For Kimmel and Fallon, this reckoning included apologizing for having participated in past blackface bits on “The Man Show” and “Saturday Night Live,” respectively. Kimmel, who took the summer off to spend with his family, apologized in a statement, while Fallon directly addressed the situation with his audience on air.

“I’m not a racist. I don’t feel this way,” Fallon said. “I realized that I can’t not say I’m horrified and I’m sorry and I’m embarrassed. I realized that the silence is the biggest crime that white guys like me and the rest of us are doing, staying silent. We need to say something. We need to keep saying something.”

Kimmel had most of the candidates alongside John Kerry, Ted Cruz, Anthony Scaramucci and Nancy Pelosi doing a political version of “Mean Tweets.” Adam Schiff’s selection was from President Trump, referring to him as “liddle.”


Colbert’s lengthy chat with former President Barack Obama was split over two nights to include the typical fare about his new book and the Trump administration, as well as “Questions We’re Pretty Sure Barack Obama Has Never Been Asked Before.” Among them: “How does Dolly Parton not have a Presidential Medal of Freedom?”


And in a nice example of the kind of improvisational, making-it-work ethos that defined so much of late night this year, Fallon and the Roots performed a timely remote performance of the Police’s “Don’t Stand So Close to Me” using instruments they all had at home.

Although the president so far hasn’t seemed interested in a transition of power, late night will presumably be making its own transition soon, from a policy of all Trump, all the time to whatever jokes and gimmicks the Biden administration inspires. This should provide more room for nonpolitical humor, for better or worse, as well as the eventual cessation of the hosts’ constant Trump impersonations. It remains to be seen who among them can perform a passable Biden.

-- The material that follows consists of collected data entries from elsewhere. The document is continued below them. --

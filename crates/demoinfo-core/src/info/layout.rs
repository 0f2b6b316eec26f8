//! Tag bytes and fixed constants of the match-info format.

/// Scaled start/end timestamps.
pub const TAG_TIMESTAMP: u8 = 0x08;
/// Plain-seconds start timestamp (preamble only).
pub const TAG_TIMESTAMP_SECONDS: u8 = 0x10;
/// Length-delimited first round offset (preamble only).
pub const TAG_FIRST_ROUND_OFFSET: u8 = 0x1a;
pub const TAG_SERVER_ID: u8 = 0x08;
pub const TAG_MATCH_ID: u8 = 0x10;
pub const TAG_HEADER_UNKNOWN: u8 = 0x18;
pub const TAG_HASH: u8 = 0x38;

pub const TAG_ROUND_TERMINATOR: u8 = 0x00;
/// Player identity, or the match end time when seen before a round header length.
pub const TAG_PLAYER_OR_END_TIME: u8 = 0x08;
pub const TAG_ROUND_UNKNOWN: u8 = 0x10;
pub const TAG_ROUND_HEADER_LENGTH: u8 = 0x12;
pub const TAG_DEMO_URL: u8 = 0x1a;
pub const TAG_KILLS: u8 = 0x28;
pub const TAG_ROUND_DATA_LENGTH: u8 = 0x2a;
pub const TAG_ASSISTS: u8 = 0x30;
pub const TAG_DEATHS: u8 = 0x38;
pub const TAG_SCORE: u8 = 0x40;
pub const TAG_OUTCOME: u8 = 0x58;
pub const TAG_TEAM_SCORE: u8 = 0x60;
pub const TAG_GAME_TIME: u8 = 0x78;
pub const TAG_ENEMY_KILLS: u8 = 0x80;
pub const TAG_HEADSHOTS: u8 = 0x88;
pub const TAG_MVPS: u8 = 0xa8;

pub const PLAYER_SLOTS: usize = 10;
pub const TEAM_SLOTS: usize = 2;

/// Fractional bits of the scaled timestamp encoding.
pub const TIMESTAMP_SCALE_BITS: u32 = 31;

pub const VARINT_CONTINUATION: u8 = 0x80;
pub const VARINT_PAYLOAD_MASK: u8 = 0x7f;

The late-night landscape will look slightly different with O’Brien exiting in 2021, though Lilly Singh and Desus and Mero will return, as well as the “Late Night With Seth Meyers” regular Amber Ruffin, whose own late-night weekly show on Peacock has been renewed for a second season.

With guests and hosts having to socially distance into the near future, at least, there isn’t much room for the up-close-and-personal encounters that viewers appreciate from late night. Hopefully the new coronavirus vaccines will enable a return to pre-pandemic form sometime in 2021 — this time, with less Trump.